Designating racism as a public health emergency can create institutional focus on actions taken to address this long-overlooked issue.

The U.S. pays more per capita for health care than any other industrialized nation in the world, but look at the health statistics and you’ll see the U.S. brings up the rear. Canada, Japan, Malta, New Zealand, Singapore and Switzerland do better. Among the industrialized countries, the U.S.‘s health system is currently ranked 37th in the world.

Health is a result of many factors. The most striking one has nothing to do with intelligence, diet or job status. Instead, it’s a person’s ZIP code. Where someone lives is the greatest predictor of health and life expectancy. A person’s ZIP code is also a good predictor of their race and ethnicity. Those things too have a major impact on how long someone lives and, maybe even more importantly, how well.

In the U.S., our infant mortality – babies who die before their first birthday – is among the highest in the world, with the highest rates in the Midwest and South. Across the board, infant mortality affects Black communities at a rate higher than other races.

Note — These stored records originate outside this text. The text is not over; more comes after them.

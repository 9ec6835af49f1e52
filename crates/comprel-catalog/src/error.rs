use std::path::PathBuf;

use comprel_core::QueryError;
use thiserror::Error;

#[derive(Error, Debug)]
pub enum CatalogError {
    #[error("Failed to open {path}: {source}")]
    Io {
        path: PathBuf,
        #[source]
        source: std::io::Error,
    },

    #[error("CSV error: {0}")]
    Csv(#[from] csv::Error),

    #[error("Missing required column '{0}'")]
    MissingColumn(String),

    #[error(
        "The batch CSV must have at least 2 columns: 1) star name, 2) input_period, \
         plus at least one of 'ls', 't', 'snr' (found {0})"
    )]
    TooFewColumns(usize),

    #[error("Row {row}: missing value for '{column}'")]
    MissingValue { row: usize, column: String },

    #[error("Row {row}: not valid UTF-8")]
    InvalidEncoding { row: usize },

    #[error("Row {row}: invalid value '{value}' in column '{column}'")]
    InvalidValue {
        row: usize,
        column: String,
        value: String,
    },

    #[error(transparent)]
    Query(#[from] QueryError),
}
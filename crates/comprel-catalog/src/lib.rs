//! CSV collaborators around the estimators: the reference catalog loader and
//! the batch-file runner.

pub mod batch;
pub mod catalog;
pub mod error;
pub mod output;

pub use batch::{
    default_output_path, run_batch, run_batch_file, BatchSchema, BatchSummary, LimitColumns,
    ParamColumns,
};
pub use catalog::{load_catalog, read_catalog, DEFAULT_CATALOG_PATH};
pub use error::CatalogError;
pub use output::{format_ratio, result_columns};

Being born Black also means you’re twice as likely to suffer from high blood pressure and have a stroke. Black Americans are also more than five times as likely to serve prison time and will earn substantially less money then their white neighbors. And people of color are up to 10 times more likely to test positive for COVID-19.

Where you live, how much you earn, your access to transportation and your ability to shop at a supermarket in your neighborhood are all part of the powerful predictors of how long and how well people live.

Decades of discriminatory housing practices have burdened Black communities with poverty, substandard housing and environmental hazards. Unfortunately, most federally assisted housing is located in segregated areas at a greater risk of lead poisoning, exposure to air pollution or lack of access to healthy food.

Nearly 18% of the U.S. economy goes toward health-care spending. That is many times the investment of many other countries that enjoy substantially better health – such countries as France, Italy, Singapore, Colombia, Saudi Arabia and Denmark.

Of the $3.8 trillion spent on health care, public health and prevention is allocated less than 3% of this gigantic budget. However, a 2018 report showed a 3-1 return on investment on public health funding.

Treating racism like the disease that the CDC says it is suggests boosting our investment in public health funding would be money well spent.